Stored data
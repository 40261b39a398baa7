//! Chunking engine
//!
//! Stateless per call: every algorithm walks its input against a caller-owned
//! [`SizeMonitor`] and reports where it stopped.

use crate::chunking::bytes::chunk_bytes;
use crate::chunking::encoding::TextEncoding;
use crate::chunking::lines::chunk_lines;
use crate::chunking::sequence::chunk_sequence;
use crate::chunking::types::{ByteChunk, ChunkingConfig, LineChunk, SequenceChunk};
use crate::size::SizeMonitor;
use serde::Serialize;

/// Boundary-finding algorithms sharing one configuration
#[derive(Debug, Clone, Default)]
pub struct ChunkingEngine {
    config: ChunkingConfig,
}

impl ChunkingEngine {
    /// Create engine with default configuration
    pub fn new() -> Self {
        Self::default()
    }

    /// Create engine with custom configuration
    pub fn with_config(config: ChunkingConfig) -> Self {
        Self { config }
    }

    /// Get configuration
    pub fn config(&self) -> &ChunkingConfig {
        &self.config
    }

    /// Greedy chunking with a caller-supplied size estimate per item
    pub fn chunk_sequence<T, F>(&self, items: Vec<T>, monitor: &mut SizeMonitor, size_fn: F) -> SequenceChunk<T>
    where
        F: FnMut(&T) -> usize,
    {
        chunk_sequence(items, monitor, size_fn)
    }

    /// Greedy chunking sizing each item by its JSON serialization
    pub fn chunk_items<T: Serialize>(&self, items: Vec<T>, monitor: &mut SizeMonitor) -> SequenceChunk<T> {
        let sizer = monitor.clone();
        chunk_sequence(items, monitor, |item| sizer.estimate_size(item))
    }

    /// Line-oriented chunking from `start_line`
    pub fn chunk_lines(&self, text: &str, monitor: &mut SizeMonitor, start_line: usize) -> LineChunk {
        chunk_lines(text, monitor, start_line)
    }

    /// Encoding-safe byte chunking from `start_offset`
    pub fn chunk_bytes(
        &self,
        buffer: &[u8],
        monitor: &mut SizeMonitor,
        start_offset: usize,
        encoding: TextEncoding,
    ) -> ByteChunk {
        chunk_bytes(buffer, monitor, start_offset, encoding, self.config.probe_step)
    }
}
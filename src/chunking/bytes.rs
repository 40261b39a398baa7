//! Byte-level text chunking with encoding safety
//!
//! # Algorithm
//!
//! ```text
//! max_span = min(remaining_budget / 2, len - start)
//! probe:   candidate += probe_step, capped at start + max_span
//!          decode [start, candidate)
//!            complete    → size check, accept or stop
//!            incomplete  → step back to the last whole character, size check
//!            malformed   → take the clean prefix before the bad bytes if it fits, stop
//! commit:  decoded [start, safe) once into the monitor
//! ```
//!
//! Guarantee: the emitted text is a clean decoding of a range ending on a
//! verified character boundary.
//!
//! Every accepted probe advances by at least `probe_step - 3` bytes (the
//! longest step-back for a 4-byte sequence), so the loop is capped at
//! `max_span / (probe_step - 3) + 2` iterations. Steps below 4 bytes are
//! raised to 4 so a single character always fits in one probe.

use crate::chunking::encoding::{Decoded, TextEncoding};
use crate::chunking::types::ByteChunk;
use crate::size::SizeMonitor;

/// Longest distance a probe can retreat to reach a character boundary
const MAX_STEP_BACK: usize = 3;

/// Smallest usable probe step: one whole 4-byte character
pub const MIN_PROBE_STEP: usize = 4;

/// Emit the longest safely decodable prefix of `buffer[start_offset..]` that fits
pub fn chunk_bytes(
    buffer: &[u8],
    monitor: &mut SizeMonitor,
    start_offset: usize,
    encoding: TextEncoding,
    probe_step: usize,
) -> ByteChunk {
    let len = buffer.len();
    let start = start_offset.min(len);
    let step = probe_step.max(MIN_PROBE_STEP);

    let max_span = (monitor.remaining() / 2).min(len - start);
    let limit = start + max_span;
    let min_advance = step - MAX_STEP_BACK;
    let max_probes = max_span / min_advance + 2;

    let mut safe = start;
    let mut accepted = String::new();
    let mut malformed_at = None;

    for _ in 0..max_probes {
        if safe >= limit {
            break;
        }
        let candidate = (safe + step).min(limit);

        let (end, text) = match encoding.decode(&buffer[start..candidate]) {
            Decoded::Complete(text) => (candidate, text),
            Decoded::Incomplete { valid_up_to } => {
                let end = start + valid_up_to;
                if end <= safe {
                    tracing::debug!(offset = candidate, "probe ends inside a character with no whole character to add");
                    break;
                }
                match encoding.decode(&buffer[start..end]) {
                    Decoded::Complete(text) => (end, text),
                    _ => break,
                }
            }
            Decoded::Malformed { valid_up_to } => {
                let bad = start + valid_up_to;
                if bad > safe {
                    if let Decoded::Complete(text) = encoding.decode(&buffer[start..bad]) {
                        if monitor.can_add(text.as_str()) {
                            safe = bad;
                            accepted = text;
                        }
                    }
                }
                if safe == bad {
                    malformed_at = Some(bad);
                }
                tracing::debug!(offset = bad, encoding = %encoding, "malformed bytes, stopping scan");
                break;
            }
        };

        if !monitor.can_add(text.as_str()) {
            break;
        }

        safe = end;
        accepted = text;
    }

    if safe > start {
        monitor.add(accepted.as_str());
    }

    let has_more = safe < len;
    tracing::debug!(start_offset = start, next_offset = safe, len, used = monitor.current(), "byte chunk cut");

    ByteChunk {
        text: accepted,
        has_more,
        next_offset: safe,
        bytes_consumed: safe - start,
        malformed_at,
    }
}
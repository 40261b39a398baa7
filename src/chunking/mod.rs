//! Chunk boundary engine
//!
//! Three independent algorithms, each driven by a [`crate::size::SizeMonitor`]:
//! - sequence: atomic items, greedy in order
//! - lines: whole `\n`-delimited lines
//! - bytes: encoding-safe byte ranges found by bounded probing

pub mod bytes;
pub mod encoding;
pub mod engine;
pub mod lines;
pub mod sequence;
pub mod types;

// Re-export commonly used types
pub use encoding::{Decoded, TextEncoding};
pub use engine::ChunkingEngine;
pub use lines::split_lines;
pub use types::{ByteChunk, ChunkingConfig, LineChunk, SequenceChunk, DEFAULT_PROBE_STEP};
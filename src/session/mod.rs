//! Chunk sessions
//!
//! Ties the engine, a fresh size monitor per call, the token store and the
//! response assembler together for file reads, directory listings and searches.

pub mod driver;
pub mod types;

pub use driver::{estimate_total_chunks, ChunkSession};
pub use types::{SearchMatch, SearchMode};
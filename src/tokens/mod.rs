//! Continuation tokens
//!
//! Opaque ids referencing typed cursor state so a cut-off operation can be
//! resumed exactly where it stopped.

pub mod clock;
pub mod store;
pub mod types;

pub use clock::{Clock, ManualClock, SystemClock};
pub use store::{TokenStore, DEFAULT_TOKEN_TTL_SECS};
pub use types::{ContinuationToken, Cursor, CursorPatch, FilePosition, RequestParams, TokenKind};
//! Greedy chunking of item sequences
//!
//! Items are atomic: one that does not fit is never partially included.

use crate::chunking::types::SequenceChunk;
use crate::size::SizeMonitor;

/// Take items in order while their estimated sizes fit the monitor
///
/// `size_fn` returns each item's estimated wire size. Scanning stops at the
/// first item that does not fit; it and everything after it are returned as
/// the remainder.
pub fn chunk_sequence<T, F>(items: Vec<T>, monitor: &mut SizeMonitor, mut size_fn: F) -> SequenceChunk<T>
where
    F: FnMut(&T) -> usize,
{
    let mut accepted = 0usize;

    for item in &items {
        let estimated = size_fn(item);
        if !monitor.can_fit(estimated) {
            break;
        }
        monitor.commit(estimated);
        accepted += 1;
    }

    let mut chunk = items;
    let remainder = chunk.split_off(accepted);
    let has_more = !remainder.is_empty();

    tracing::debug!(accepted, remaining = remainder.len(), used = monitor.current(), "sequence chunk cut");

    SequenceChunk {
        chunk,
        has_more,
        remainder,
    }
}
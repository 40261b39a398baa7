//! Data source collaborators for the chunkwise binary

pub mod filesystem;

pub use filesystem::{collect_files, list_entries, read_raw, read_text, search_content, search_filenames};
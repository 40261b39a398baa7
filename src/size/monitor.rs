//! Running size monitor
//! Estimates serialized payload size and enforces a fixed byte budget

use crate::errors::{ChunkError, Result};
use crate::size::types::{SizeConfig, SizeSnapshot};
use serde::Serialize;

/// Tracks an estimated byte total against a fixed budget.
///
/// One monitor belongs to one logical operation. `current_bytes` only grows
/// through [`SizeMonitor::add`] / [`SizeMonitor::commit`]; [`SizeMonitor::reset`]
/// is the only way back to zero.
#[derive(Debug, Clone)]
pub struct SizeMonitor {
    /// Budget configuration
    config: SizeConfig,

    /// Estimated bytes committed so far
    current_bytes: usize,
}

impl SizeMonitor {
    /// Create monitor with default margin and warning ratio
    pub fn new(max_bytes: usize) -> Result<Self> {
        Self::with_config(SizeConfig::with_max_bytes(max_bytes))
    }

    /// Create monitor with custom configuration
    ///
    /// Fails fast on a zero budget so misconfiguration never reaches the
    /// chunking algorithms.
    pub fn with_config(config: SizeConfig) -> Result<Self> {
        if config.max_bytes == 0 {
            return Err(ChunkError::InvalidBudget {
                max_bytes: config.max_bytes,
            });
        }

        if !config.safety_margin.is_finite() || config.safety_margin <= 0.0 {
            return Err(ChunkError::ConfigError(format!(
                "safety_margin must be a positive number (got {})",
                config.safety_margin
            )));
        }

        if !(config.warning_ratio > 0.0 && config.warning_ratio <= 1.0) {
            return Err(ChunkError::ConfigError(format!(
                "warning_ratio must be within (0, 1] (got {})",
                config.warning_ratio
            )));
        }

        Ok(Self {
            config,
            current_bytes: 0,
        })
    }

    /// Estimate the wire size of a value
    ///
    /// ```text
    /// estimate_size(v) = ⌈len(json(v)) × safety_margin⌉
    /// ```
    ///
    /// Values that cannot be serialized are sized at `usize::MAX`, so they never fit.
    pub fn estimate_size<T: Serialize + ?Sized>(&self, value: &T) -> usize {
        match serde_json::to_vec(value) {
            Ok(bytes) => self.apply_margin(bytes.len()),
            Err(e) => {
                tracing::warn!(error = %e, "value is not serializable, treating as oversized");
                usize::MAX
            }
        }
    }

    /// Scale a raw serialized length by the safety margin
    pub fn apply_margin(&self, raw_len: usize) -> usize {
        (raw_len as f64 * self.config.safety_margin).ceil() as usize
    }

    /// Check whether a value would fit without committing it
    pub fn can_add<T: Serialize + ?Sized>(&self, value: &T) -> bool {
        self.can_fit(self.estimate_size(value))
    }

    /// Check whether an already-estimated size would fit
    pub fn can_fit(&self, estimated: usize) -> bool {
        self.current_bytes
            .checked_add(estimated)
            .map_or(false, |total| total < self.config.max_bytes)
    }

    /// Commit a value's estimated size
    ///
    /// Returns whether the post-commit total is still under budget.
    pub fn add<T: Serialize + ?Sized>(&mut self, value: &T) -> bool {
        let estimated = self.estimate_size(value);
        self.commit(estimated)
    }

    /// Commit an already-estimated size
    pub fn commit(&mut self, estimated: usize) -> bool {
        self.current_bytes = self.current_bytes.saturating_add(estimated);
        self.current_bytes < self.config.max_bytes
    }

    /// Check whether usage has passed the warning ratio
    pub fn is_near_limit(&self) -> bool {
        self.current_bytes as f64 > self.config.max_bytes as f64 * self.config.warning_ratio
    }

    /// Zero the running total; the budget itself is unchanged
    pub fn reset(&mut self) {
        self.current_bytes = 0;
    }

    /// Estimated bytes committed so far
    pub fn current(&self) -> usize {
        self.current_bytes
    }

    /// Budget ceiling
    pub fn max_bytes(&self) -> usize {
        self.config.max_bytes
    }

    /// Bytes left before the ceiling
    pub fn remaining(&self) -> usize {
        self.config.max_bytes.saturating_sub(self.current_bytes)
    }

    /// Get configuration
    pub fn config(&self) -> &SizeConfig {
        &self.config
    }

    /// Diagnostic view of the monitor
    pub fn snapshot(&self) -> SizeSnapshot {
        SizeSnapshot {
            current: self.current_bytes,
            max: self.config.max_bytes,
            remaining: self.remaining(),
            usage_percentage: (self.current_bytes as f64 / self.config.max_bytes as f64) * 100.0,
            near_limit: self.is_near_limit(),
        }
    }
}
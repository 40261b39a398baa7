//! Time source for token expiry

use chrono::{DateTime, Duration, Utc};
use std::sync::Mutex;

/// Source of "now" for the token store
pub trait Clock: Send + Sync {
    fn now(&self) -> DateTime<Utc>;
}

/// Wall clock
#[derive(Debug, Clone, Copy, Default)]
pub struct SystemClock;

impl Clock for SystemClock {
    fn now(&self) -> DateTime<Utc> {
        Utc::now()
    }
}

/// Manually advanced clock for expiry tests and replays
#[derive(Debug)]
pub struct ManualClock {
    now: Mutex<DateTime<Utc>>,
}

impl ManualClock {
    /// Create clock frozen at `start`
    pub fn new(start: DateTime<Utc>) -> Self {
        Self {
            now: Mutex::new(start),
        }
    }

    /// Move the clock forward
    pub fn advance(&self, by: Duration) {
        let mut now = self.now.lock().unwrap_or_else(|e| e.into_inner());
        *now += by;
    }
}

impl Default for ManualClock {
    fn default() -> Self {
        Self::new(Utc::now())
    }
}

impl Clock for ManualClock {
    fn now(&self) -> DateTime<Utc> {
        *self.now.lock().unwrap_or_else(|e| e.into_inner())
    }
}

What is needed
The job here is to find each line above with the word "remainder" and copy it.

Result of this task
/// the remainder.
    let remainder = chunk.split_off(accepted);
    let has_more = !remainder.is_empty();
    tracing::debug!(accepted, remaining = remainder.len(), used = monitor.current(), "sequence chunk cut");
        remainder,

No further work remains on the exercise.